▶ WHAT NEEDS TO BE DONE
Using the records below, quote only the span that opens with the line containing "fn pick_base_url<'a>(explicit: Option<&'a" and closes with the line containing "backend and the", exactly and inclusively.

▶ Stored data

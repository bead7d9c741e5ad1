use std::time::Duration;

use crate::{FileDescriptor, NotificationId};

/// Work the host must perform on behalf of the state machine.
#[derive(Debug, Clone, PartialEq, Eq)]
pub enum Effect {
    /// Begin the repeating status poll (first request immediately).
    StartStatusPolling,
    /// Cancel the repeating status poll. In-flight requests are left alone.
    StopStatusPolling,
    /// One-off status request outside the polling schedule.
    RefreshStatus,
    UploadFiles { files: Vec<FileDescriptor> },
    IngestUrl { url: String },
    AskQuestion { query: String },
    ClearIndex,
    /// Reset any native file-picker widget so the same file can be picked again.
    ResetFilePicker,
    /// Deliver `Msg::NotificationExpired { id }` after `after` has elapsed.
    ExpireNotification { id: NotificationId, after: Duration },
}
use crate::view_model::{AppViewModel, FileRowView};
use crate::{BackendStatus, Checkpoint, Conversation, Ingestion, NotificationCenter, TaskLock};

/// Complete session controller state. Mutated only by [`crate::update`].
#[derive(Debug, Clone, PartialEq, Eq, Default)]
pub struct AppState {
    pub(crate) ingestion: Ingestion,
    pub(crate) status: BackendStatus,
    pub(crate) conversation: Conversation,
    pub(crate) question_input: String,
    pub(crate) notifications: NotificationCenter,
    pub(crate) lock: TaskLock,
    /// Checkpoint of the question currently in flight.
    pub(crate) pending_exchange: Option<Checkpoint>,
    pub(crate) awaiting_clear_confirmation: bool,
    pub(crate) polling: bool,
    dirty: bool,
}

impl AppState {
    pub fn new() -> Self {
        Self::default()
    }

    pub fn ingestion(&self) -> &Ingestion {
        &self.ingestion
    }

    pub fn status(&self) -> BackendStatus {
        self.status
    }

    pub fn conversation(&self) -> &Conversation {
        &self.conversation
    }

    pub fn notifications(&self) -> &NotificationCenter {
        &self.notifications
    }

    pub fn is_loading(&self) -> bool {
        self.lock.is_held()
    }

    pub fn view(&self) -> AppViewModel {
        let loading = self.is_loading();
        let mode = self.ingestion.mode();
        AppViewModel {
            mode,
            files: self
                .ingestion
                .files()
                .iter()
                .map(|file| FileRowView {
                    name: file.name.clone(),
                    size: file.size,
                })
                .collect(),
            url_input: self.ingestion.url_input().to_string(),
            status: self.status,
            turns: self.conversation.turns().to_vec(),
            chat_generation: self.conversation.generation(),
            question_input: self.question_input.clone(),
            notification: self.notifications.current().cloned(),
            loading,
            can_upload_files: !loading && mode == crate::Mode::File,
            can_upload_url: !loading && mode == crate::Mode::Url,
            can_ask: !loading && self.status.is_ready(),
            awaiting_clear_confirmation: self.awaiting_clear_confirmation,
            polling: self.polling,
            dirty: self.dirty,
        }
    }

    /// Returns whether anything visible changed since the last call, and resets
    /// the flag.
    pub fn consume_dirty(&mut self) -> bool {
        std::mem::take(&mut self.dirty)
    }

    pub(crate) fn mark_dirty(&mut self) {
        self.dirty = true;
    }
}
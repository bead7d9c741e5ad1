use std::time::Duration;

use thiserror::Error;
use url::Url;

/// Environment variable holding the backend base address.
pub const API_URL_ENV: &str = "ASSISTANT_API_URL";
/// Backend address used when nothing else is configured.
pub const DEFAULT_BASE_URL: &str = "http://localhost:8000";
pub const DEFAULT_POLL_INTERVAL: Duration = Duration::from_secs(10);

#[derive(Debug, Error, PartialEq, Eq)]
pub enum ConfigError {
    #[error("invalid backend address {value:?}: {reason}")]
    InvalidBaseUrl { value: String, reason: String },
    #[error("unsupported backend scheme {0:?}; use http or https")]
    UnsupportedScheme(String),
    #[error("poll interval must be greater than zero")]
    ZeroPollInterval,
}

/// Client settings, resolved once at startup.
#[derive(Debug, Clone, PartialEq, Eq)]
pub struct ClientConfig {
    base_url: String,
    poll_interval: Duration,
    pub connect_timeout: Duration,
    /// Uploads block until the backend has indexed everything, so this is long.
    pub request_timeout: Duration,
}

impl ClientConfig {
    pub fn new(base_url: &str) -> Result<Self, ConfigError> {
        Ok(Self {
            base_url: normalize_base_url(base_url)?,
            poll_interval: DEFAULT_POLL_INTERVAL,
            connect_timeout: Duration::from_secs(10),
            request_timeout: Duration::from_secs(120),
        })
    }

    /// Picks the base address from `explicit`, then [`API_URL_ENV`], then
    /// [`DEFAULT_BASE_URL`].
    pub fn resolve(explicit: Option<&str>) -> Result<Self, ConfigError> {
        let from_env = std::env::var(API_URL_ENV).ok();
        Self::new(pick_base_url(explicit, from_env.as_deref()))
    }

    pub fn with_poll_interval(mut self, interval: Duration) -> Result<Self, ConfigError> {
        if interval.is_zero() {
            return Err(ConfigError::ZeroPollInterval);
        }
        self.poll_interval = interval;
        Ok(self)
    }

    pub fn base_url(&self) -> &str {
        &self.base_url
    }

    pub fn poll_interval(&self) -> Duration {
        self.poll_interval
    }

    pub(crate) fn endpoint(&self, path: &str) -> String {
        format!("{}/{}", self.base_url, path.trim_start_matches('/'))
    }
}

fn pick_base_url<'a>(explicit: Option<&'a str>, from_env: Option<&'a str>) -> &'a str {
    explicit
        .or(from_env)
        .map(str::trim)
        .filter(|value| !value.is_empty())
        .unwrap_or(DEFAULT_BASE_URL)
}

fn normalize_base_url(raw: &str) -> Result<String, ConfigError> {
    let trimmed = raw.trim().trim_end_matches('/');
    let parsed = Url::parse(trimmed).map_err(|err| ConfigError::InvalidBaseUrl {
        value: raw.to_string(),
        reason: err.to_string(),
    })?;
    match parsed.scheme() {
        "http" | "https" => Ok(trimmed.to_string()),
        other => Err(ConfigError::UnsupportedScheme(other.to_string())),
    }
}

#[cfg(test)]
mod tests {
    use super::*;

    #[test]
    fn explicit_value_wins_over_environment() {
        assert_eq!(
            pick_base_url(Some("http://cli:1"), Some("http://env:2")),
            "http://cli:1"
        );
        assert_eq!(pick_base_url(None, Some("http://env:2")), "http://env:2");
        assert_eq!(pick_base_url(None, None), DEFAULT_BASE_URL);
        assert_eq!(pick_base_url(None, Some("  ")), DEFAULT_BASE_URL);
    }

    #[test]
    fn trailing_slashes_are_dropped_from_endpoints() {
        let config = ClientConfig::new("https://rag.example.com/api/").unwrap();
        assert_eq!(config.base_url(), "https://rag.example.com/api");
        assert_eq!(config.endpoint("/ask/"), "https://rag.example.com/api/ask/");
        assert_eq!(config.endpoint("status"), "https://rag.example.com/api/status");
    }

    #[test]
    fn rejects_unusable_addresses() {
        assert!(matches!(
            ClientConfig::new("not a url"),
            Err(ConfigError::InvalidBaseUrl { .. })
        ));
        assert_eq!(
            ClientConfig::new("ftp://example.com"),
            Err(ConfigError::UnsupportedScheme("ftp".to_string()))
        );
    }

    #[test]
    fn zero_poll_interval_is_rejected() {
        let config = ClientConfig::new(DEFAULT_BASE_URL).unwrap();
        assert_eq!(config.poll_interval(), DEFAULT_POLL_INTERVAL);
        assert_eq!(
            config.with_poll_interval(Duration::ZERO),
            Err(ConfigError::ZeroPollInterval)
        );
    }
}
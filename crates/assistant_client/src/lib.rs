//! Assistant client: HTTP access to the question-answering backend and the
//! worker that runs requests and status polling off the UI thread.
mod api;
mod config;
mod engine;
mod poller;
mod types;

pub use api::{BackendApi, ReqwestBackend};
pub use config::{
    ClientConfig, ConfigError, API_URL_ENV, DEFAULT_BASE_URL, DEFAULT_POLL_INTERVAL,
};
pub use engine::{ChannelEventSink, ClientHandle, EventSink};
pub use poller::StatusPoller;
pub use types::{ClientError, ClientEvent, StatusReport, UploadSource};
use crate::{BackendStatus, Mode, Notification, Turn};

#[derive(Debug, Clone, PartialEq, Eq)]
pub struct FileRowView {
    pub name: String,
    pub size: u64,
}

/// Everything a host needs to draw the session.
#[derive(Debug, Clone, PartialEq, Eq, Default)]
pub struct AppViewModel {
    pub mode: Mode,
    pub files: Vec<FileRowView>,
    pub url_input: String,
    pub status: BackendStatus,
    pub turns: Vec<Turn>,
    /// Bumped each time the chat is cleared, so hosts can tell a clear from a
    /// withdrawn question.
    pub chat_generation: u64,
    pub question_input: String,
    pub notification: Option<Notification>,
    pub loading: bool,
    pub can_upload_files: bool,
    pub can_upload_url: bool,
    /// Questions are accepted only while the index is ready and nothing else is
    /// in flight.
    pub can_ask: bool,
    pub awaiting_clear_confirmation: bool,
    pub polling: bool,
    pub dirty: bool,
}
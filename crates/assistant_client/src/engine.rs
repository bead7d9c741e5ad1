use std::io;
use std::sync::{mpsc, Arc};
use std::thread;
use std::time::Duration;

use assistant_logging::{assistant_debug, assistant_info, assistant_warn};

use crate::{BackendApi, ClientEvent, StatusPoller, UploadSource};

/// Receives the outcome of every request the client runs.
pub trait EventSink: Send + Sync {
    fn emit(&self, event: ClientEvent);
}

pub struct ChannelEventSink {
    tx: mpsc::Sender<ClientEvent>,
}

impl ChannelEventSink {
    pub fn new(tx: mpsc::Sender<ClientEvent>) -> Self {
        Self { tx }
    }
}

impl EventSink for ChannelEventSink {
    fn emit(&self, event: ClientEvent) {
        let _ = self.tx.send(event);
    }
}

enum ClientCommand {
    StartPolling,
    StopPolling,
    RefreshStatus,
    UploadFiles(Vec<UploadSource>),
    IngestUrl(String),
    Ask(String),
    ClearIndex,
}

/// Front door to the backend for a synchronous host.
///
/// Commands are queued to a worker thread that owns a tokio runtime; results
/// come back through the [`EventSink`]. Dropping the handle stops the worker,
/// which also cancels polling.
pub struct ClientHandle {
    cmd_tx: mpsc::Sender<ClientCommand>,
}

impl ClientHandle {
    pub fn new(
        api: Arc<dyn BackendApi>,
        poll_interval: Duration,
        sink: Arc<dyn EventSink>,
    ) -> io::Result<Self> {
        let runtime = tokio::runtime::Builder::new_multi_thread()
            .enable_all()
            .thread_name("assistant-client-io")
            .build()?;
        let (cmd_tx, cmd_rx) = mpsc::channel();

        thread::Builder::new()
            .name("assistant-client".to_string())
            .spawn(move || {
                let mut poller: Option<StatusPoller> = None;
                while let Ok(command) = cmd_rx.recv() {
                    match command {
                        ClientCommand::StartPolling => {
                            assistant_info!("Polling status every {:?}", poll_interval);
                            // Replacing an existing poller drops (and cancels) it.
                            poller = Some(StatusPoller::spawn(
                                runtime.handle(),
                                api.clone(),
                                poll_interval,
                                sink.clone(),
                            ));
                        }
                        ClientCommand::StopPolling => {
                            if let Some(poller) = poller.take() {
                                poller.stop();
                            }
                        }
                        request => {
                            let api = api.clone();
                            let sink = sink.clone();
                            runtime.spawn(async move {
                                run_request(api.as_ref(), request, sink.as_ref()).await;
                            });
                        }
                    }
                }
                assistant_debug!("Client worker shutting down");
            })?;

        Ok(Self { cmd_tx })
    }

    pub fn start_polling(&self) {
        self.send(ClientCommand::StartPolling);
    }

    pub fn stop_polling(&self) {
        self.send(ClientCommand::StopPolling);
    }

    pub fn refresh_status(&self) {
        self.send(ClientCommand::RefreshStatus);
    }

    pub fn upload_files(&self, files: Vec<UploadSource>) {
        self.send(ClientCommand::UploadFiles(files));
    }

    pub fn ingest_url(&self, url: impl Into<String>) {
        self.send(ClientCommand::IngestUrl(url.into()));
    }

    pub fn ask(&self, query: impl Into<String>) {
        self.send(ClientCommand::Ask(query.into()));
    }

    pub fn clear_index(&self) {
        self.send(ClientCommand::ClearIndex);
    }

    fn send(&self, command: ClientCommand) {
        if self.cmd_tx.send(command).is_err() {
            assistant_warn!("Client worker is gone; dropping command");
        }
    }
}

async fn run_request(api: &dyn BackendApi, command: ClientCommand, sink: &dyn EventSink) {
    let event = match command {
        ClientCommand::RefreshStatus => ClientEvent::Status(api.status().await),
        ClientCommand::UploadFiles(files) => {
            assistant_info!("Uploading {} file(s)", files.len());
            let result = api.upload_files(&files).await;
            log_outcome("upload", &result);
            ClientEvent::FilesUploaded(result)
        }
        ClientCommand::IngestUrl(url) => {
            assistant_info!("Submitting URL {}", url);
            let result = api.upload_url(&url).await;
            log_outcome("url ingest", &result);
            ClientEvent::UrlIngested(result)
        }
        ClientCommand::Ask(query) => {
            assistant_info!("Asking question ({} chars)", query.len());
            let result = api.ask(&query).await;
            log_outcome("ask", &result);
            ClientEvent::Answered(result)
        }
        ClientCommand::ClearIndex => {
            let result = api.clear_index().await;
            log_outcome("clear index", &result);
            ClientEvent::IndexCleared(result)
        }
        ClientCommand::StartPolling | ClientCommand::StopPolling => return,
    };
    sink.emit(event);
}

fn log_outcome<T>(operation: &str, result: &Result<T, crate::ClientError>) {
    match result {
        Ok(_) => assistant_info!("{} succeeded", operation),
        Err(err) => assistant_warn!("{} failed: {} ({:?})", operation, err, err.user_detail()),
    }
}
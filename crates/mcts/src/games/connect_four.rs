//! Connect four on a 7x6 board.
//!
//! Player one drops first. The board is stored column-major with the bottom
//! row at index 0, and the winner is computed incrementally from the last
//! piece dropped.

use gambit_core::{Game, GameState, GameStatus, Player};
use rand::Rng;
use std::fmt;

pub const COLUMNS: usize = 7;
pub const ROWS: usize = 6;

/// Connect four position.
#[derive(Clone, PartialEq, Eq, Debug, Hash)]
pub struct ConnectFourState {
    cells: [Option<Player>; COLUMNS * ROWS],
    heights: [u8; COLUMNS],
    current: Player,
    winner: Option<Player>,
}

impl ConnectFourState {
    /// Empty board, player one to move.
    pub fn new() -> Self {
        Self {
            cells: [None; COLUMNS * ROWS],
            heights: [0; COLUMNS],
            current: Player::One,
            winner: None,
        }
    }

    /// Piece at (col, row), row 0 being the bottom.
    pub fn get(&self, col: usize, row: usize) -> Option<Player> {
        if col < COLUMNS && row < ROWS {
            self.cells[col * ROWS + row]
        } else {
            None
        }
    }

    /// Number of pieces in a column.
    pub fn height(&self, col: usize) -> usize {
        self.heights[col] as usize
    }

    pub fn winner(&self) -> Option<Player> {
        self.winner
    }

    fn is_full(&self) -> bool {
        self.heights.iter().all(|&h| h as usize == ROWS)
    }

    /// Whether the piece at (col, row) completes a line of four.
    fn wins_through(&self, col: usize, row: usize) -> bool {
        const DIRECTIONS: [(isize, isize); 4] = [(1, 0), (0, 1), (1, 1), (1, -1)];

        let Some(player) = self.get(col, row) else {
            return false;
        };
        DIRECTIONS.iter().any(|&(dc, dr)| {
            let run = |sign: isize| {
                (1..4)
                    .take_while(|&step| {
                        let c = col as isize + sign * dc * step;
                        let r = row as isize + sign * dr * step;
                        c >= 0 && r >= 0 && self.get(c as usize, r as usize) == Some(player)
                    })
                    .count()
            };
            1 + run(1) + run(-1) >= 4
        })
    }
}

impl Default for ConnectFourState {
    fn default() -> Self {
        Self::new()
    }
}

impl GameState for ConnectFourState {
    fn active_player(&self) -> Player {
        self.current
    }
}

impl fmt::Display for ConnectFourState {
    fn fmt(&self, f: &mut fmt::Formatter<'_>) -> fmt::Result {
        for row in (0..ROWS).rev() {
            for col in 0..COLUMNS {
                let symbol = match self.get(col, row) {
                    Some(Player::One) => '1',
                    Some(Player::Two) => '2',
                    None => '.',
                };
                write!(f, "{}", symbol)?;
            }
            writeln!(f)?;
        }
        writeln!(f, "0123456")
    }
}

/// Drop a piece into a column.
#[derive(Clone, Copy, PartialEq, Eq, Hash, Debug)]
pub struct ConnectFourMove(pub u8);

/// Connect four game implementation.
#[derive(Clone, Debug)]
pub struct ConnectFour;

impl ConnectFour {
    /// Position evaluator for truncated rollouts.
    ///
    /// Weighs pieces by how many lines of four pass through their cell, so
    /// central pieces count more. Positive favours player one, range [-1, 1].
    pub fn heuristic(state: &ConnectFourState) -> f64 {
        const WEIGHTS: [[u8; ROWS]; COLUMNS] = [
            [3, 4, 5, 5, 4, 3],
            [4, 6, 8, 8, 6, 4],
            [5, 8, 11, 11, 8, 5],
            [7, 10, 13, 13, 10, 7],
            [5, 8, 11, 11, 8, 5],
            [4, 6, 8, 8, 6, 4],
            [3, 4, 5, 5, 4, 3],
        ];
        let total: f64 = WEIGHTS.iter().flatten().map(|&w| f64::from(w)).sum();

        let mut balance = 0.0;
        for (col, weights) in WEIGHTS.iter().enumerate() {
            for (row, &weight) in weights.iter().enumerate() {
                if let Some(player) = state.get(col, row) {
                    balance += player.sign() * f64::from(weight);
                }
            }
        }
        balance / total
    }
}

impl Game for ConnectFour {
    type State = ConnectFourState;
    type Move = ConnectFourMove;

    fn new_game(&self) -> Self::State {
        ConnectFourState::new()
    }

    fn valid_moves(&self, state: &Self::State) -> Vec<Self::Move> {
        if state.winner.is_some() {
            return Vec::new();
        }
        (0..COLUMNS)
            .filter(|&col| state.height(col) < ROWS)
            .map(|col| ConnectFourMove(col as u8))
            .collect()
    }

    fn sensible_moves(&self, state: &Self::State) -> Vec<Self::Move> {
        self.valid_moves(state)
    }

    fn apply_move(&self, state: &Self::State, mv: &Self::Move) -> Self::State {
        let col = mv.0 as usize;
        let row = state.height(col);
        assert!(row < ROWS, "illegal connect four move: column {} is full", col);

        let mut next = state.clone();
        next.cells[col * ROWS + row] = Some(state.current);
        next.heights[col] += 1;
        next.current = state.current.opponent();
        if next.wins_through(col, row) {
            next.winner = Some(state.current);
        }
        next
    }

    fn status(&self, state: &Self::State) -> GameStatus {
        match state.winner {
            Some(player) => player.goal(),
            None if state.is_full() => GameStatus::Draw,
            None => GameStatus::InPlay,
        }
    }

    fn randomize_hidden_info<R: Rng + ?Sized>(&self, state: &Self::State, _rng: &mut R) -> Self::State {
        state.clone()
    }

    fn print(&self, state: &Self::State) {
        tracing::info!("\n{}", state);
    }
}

▶ YOUR RESPONSE
fn pick_base_url<'a>(explicit: Option<&'a str>, from_env: Option<&'a str>) -> &'a str {
    explicit
        .or(from_env)
        .map(str::trim)
        .filter(|value| !value.is_empty())
        .unwrap_or(DEFAULT_BASE_URL)
}

fn normalize_base_url(raw: &str) -> Result<String, ConfigError> {
    let trimmed = raw.trim().trim_end_matches('/');
    let parsed = Url::parse(trimmed).map_err(|err| ConfigError::InvalidBaseUrl {
        value: raw.to_string(),
        reason: err.to_string(),
    })?;
    match parsed.scheme() {
        "http" | "https" => Ok(trimmed.to_string()),
        other => Err(ConfigError::UnsupportedScheme(other.to_string())),
    }
}

#[cfg(test)]
mod tests {
    use super::*;

    #[test]
    fn explicit_value_wins_over_environment() {
        assert_eq!(
            pick_base_url(Some("http://cli:1"), Some("http://env:2")),
            "http://cli:1"
        );
        assert_eq!(pick_base_url(None, Some("http://env:2")), "http://env:2");
        assert_eq!(pick_base_url(None, None), DEFAULT_BASE_URL);
        assert_eq!(pick_base_url(None, Some("  ")), DEFAULT_BASE_URL);
    }

    #[test]
    fn trailing_slashes_are_dropped_from_endpoints() {
        let config = ClientConfig::new("https://rag.example.com/api/").unwrap();
        assert_eq!(config.base_url(), "https://rag.example.com/api");
        assert_eq!(config.endpoint("/ask/"), "https://rag.example.com/api/ask/");
        assert_eq!(config.endpoint("status"), "https://rag.example.com/api/status");
    }

    #[test]
    fn rejects_unusable_addresses() {
        assert!(matches!(
            ClientConfig::new("not a url"),
            Err(ConfigError::InvalidBaseUrl { .. })
        ));
        assert_eq!(
            ClientConfig::new("ftp://example.com"),
            Err(ConfigError::UnsupportedScheme("ftp".to_string()))
        );
    }

    #[test]
    fn zero_poll_interval_is_rejected() {
        let config = ClientConfig::new(DEFAULT_BASE_URL).unwrap();
        assert_eq!(config.poll_interval(), DEFAULT_POLL_INTERVAL);
        assert_eq!(
            config.with_poll_interval(Duration::ZERO),
            Err(ConfigError::ZeroPollInterval)
        );
    }
}
filename crates/assistant_client/src/lib.rs
//! Assistant client: HTTP access to the question-answering backend and the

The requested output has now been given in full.